If Russia accepts gold for oil, gold price doubles to $3,600, says Credit Suisse's Zoltan Pozsar
Anna Golubova @ Kitco
In a year of "unthinkable macro scenarios," Credit Suisse's Zoltan Pozsar said it is not improbable for gold to double to $3,600 an ounce if Russia responds to G7's oil price cap by accepting gold for crude.
In a note to clients, Pozsar said that a year-end money-market liquidity crunch is unlikely unless Russia decides to accept gold for oil in light of sanctions.
While this outcome might sound out of this world, it is not that far-fetched given some of the geopolitical and macroeconomic surprises from this year, Pozsar said in a note titled 'Oil, Gold, and LCLo(SP)R.' "Crazy? Yes. Improbable? No. This was a year of the unthinkable macro scenarios and the return of the statecraft as the dominant force driving monetary & fiscal decisions," Pozsar wrote Monday.
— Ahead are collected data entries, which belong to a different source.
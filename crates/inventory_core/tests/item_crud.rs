use inventory_core::db::migrations::latest_version;
use inventory_core::db::open_db_in_memory;
use inventory_core::{Item, ItemRepository, RepoError, SqliteItemRepository};
use rusqlite::Connection;

#[test]
fn insert_assigns_identity_and_get_roundtrips() {
    let conn = open_db_in_memory().unwrap();
    let repo = SqliteItemRepository::try_new(&conn).unwrap();

    let id = repo
        .insert_item(&Item::new("Widget", 9.99, 10))
        .unwrap()
        .unwrap();
    assert!(id >= 1);

    let loaded = repo.get_item(id).unwrap().unwrap();
    assert_eq!(loaded, Item::with_id(id, "Widget", 9.99, 10));
}

#[test]
fn insert_with_existing_id_is_ignored() {
    let conn = open_db_in_memory().unwrap();
    let repo = SqliteItemRepository::try_new(&conn).unwrap();

    let id = repo
        .insert_item(&Item::new("Original", 1.0, 1))
        .unwrap()
        .unwrap();
    let conflict = repo
        .insert_item(&Item::with_id(id, "Impostor", 2.0, 2))
        .unwrap();

    assert_eq!(conflict, None);
    assert_eq!(repo.get_item(id).unwrap().unwrap().name, "Original");
    assert_eq!(repo.list_items().unwrap().len(), 1);
}

#[test]
fn insert_with_fresh_explicit_id_keeps_it() {
    let conn = open_db_in_memory().unwrap();
    let repo = SqliteItemRepository::try_new(&conn).unwrap();

    let id = repo
        .insert_item(&Item::with_id(42, "Pinned", 3.0, 3))
        .unwrap();
    assert_eq!(id, Some(42));
}

#[test]
fn update_overwrites_every_field() {
    let conn = open_db_in_memory().unwrap();
    let repo = SqliteItemRepository::try_new(&conn).unwrap();

    let id = repo
        .insert_item(&Item::new("Draft", 1.0, 1))
        .unwrap()
        .unwrap();
    let changed = repo
        .update_item(&Item::with_id(id, "Final", 4.5, 8))
        .unwrap();

    assert!(changed);
    assert_eq!(
        repo.get_item(id).unwrap().unwrap(),
        Item::with_id(id, "Final", 4.5, 8)
    );
}

#[test]
fn update_of_unknown_id_changes_nothing() {
    let conn = open_db_in_memory().unwrap();
    let repo = SqliteItemRepository::try_new(&conn).unwrap();
    repo.insert_item(&Item::new("Kept", 1.0, 1)).unwrap();

    let changed = repo
        .update_item(&Item::with_id(9_999, "Ghost", 0.0, 0))
        .unwrap();

    assert!(!changed);
    let items = repo.list_items().unwrap();
    assert_eq!(items.len(), 1);
    assert_eq!(items[0].name, "Kept");
}

#[test]
fn delete_is_idempotent() {
    let conn = open_db_in_memory().unwrap();
    let repo = SqliteItemRepository::try_new(&conn).unwrap();

    let id = repo
        .insert_item(&Item::new("Gone", 1.0, 1))
        .unwrap()
        .unwrap();
    let item = repo.get_item(id).unwrap().unwrap();

    assert!(repo.delete_item(&item).unwrap());
    assert!(!repo.delete_item(&item).unwrap());
    assert!(!repo
        .delete_item(&Item::with_id(12_345, "Unknown", 0.0, 0))
        .unwrap());
    assert!(repo.get_item(id).unwrap().is_none());
}

#[test]
fn list_orders_by_name_regardless_of_insertion_order() {
    let conn = open_db_in_memory().unwrap();
    let repo = SqliteItemRepository::try_new(&conn).unwrap();

    for name in ["Cherry", "Banana", "Apple", "Banana"] {
        repo.insert_item(&Item::new(name, 1.0, 1)).unwrap();
    }

    let items = repo.list_items().unwrap();
    let names: Vec<_> = items.iter().map(|item| item.name.as_str()).collect();
    assert_eq!(names, ["Apple", "Banana", "Banana", "Cherry"]);
    assert!(items[1].id < items[2].id);
}

#[test]
fn repository_rejects_uninitialized_connection() {
    let conn = Connection::open_in_memory().unwrap();

    let result = SqliteItemRepository::try_new(&conn);
    match result {
        Err(RepoError::UninitializedConnection {
            expected_version,
            actual_version: 0,
        }) => assert_eq!(expected_version, latest_version()),
        Err(other) => panic!("unexpected error: {other}"),
        Ok(_) => panic!("expected uninitialized connection error"),
    }
}

#[test]
fn repository_rejects_connection_without_item_table() {
    let conn = Connection::open_in_memory().unwrap();
    conn.execute_batch(&format!("PRAGMA user_version = {};", latest_version()))
        .unwrap();

    let result = SqliteItemRepository::try_new(&conn);
    assert!(matches!(result, Err(RepoError::MissingRequiredTable("item"))));
}

#[test]
fn repository_rejects_item_table_missing_quantity() {
    let conn = Connection::open_in_memory().unwrap();
    conn.execute_batch(
        "CREATE TABLE item (
            id INTEGER PRIMARY KEY AUTOINCREMENT,
            name TEXT NOT NULL,
            price REAL NOT NULL
        );",
    )
    .unwrap();
    conn.execute_batch(&format!("PRAGMA user_version = {};", latest_version()))
        .unwrap();

    let result = SqliteItemRepository::try_new(&conn);
    assert!(matches!(
        result,
        Err(RepoError::MissingRequiredColumn {
            table: "item",
            column: "quantity"
        })
    ));
}
//! Core use-case services.
//!
//! # Responsibility
//! - Orchestrate store calls into presentation-facing APIs.
//! - Keep UI layers decoupled from storage details.

pub mod inventory_controller;
pub mod scope;
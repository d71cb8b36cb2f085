//! Table change tracking for observable queries.
//!
//! # Responsibility
//! - Publish a monotonically increasing version after every committed write
//!   that changed at least one `item` row.
//! - Hand out receivers that live queries await between re-runs.
//!
//! # Invariants
//! - Writes that affect zero rows never bump the version.
//! - Receivers observe "something changed since you last looked", not a
//!   per-write event; bursts of writes may coalesce into one wake-up.

use log::trace;
use tokio::sync::watch;

/// Change counter for the `item` table.
#[derive(Debug)]
pub struct InvalidationTracker {
    version: watch::Sender<u64>,
}

impl Default for InvalidationTracker {
    fn default() -> Self {
        Self::new()
    }
}

impl InvalidationTracker {
    pub fn new() -> Self {
        let (version, _) = watch::channel(0);
        Self { version }
    }

    /// Marks the table as changed and wakes every subscriber.
    pub fn notify(&self) {
        self.version.send_modify(|version| *version += 1);
        trace!(
            "event=table_invalidated module=db table=item version={}",
            *self.version.borrow()
        );
    }

    /// Returns a receiver that resolves `changed()` after the next `notify`.
    pub fn subscribe(&self) -> watch::Receiver<u64> {
        self.version.subscribe()
    }

    /// Current version; increases by one per effective write.
    pub fn version(&self) -> u64 {
        *self.version.borrow()
    }
}
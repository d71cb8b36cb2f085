//! Process-wide database handle.
//!
//! # Responsibility
//! - Construct the inventory database exactly once per process, lazily.
//! - Share one connection and one change tracker between every store.
//!
//! # Invariants
//! - The singleton is either uninitialized or ready; racing first callers
//!   converge on a single construction.
//! - A failed construction leaves the singleton uninitialized.
//! - There is no teardown; the ready handle lives for the whole process.

use crate::config::DatabaseConfig;
use crate::db::invalidation::InvalidationTracker;
use crate::db::{open_db, open_db_in_memory, DbError, DbResult};
use crate::store::item_store::SqliteItemStore;
use log::{debug, info};
use once_cell::sync::OnceCell;
use rusqlite::Connection;
use std::path::{Path, PathBuf};
use std::sync::{Arc, Mutex, MutexGuard};

static INSTANCE: OnceCell<InventoryDatabase> = OnceCell::new();

/// Shared state behind every handle and store clone.
#[derive(Debug)]
pub(crate) struct DatabaseInner {
    conn: Mutex<Connection>,
    pub(crate) tracker: InvalidationTracker,
    path: Option<PathBuf>,
}

impl DatabaseInner {
    pub(crate) fn lock(&self) -> DbResult<MutexGuard<'_, Connection>> {
        self.conn.lock().map_err(|_| DbError::LockPoisoned)
    }
}

/// Handle to an opened inventory database.
///
/// Cloning is cheap; clones share the connection and change tracker.
#[derive(Debug, Clone)]
pub struct InventoryDatabase {
    inner: Arc<DatabaseInner>,
}

impl InventoryDatabase {
    /// Returns the process-wide database, constructing it on first use.
    ///
    /// Only the first successful call reads `config`; later calls return the
    /// ready handle regardless of the configuration they pass. Construction
    /// opens `<data_dir>/<name>` and rebuilds the store destructively when
    /// the stored schema version does not match.
    ///
    /// Construction does blocking file I/O on the calling thread.
    pub fn get_database(config: &DatabaseConfig) -> DbResult<&'static InventoryDatabase> {
        if let Some(database) = INSTANCE.get() {
            return Ok(database);
        }

        INSTANCE.get_or_try_init(|| {
            std::fs::create_dir_all(&config.data_dir)?;
            let database = Self::open(config.path())?;
            info!(
                "event=database_singleton_init module=db status=ok path={}",
                config.path().display()
            );
            Ok(database)
        })
    }

    /// Returns whether the process-wide database has been constructed.
    pub fn is_initialized() -> bool {
        INSTANCE.get().is_some()
    }

    /// Opens a standalone (non-singleton) handle to a database file.
    pub fn open(path: impl AsRef<Path>) -> DbResult<Self> {
        let path = path.as_ref().to_path_buf();
        let conn = open_db(&path)?;
        Ok(Self::from_connection(conn, Some(path)))
    }

    /// Opens a standalone in-memory database.
    pub fn open_in_memory() -> DbResult<Self> {
        let conn = open_db_in_memory()?;
        Ok(Self::from_connection(conn, None))
    }

    fn from_connection(conn: Connection, path: Option<PathBuf>) -> Self {
        debug!(
            "event=database_handle module=db status=ok in_memory={}",
            path.is_none()
        );
        Self {
            inner: Arc::new(DatabaseInner {
                conn: Mutex::new(conn),
                tracker: InvalidationTracker::new(),
                path,
            }),
        }
    }

    /// Returns the item store bound to this database.
    pub fn item_store(&self) -> SqliteItemStore {
        SqliteItemStore::new(Arc::clone(&self.inner))
    }

    /// Backing file, or `None` for in-memory databases.
    pub fn path(&self) -> Option<&Path> {
        self.inner.path.as_deref()
    }

    /// Current change version of the `item` table.
    pub fn change_version(&self) -> u64 {
        self.inner.tracker.version()
    }
}
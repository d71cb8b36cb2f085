//! Currency rendering for display prices.
//!
//! Formatting is presentation-only: stored prices stay `f64` and no
//! currency-safe arithmetic is attempted here.

use serde::{Deserialize, Serialize};

/// Where the currency symbol is placed relative to the amount.
#[derive(Debug, Clone, Copy, PartialEq, Eq, Serialize, Deserialize)]
#[serde(rename_all = "snake_case")]
pub enum SymbolPosition {
    /// `$1.00`
    Prefix,
    /// `1,00 €`
    Suffix,
}

/// Locale-like description of how to render a monetary amount.
#[derive(Debug, Clone, PartialEq, Eq, Serialize, Deserialize)]
#[serde(default)]
pub struct CurrencyFormat {
    pub symbol: String,
    pub decimal_separator: char,
    pub grouping_separator: char,
    pub fraction_digits: u8,
    pub symbol_position: SymbolPosition,
}

impl Default for CurrencyFormat {
    fn default() -> Self {
        Self::en_us()
    }
}

impl CurrencyFormat {
    /// US dollars: `$1,234.56`.
    pub fn en_us() -> Self {
        Self {
            symbol: "$".to_string(),
            decimal_separator: '.',
            grouping_separator: ',',
            fraction_digits: 2,
            symbol_position: SymbolPosition::Prefix,
        }
    }

    /// Euro with continental separators: `1.234,56 €`.
    pub fn eu() -> Self {
        Self {
            symbol: "€".to_string(),
            decimal_separator: ',',
            grouping_separator: '.',
            fraction_digits: 2,
            symbol_position: SymbolPosition::Suffix,
        }
    }

    /// Formats `amount`, rounding half away from zero to `fraction_digits`.
    pub fn format(&self, amount: f64) -> String {
        if !amount.is_finite() {
            return amount.to_string();
        }

        let scale = 10u64.pow(u32::from(self.fraction_digits));
        let scaled = (amount.abs() * scale as f64).round() as u64;
        let whole = scaled / scale;
        let fraction = scaled % scale;
        // -0.001 rounds to zero and must not print a sign.
        let negative = amount.is_sign_negative() && scaled != 0;

        let mut number = group_digits(whole, self.grouping_separator);
        if self.fraction_digits > 0 {
            number.push(self.decimal_separator);
            number.push_str(&format!(
                "{fraction:0width$}",
                width = usize::from(self.fraction_digits)
            ));
        }

        let sign = if negative { "-" } else { "" };
        match self.symbol_position {
            SymbolPosition::Prefix => format!("{sign}{}{number}", self.symbol),
            SymbolPosition::Suffix => format!("{sign}{number} {}", self.symbol),
        }
    }
}

fn group_digits(value: u64, separator: char) -> String {
    let digits = value.to_string();
    let mut grouped = String::with_capacity(digits.len() + digits.len() / 3);
    for (index, digit) in digits.chars().enumerate() {
        if index > 0 && (digits.len() - index) % 3 == 0 {
            grouped.push(separator);
        }
        grouped.push(digit);
    }
    grouped
}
In this scenario, Russia's President Vladimir Putin responds to the recently introduced $60-a-barrel oil price cap by asking for a gram of gold for two barrels of crude.
At current market prices, the cap of $60 per barrel for Russian oil equals the price of a gram of gold, Pozsar said. What essentially happens here is the U.S. pegs Russian export at this price, and Russia, in return, pegs it at a gram of gold. And this would come at a time when the U.S. is working to refill its strategic reserves with cheap petroleum.
In this example, "the U.S. dollar effectively gets 'revalued' versus Russian oil," Pozsar pointed out. "But if the West is looking for a bargain, Russia can give one the West can't refuse: 'a gram for more.' If Russia countered the price peg of $60 with offering two barrels of oil at the peg for a gram of gold, gold prices double," Pozsar described.
This is how gold can get to $3,600 an ounce from current levels of $1,794 an ounce.
"Russia won't produce more oil, but would ensure that there is enough demand that production doesn't get shut. And it would also ensure that more oil goes to Europe than to the U.S. through India. And most important, gold going from $1,800 to close to $3,600 would increase the value of Russia's gold reserves and its gold output at home and in a range of countries in Africa," Pozsar described.
But gold doubling would be an issue for banks involved with futures markets as most have assumed that governments won't get back to paying for goods with commodities.
"Banks active in the paper gold market would face a liquidity shortfall, as all banks active in commodities tend to be long OTC derivative receivables hedged with futures (an asymmetric liquidity position)," Pozsar wrote. "That's a risk we don't think enough about and a risk that could complicate the coming year-end turn, as a sharp move in gold prices could force an unexpected mobilization of reserves (from the o/n RRP facility to banks) and expansions in balance sheets (SLR) and risk-weighted assets. That's the last thing we need around year-end."
On Monday, the price cap on Russian seaborne oil came into effect. It is being enforced by the G7, the European Union, and Australia. Russia, which is the world's second-largest oil exporter, responded that it would not accept the price cap, even if it has to cut production.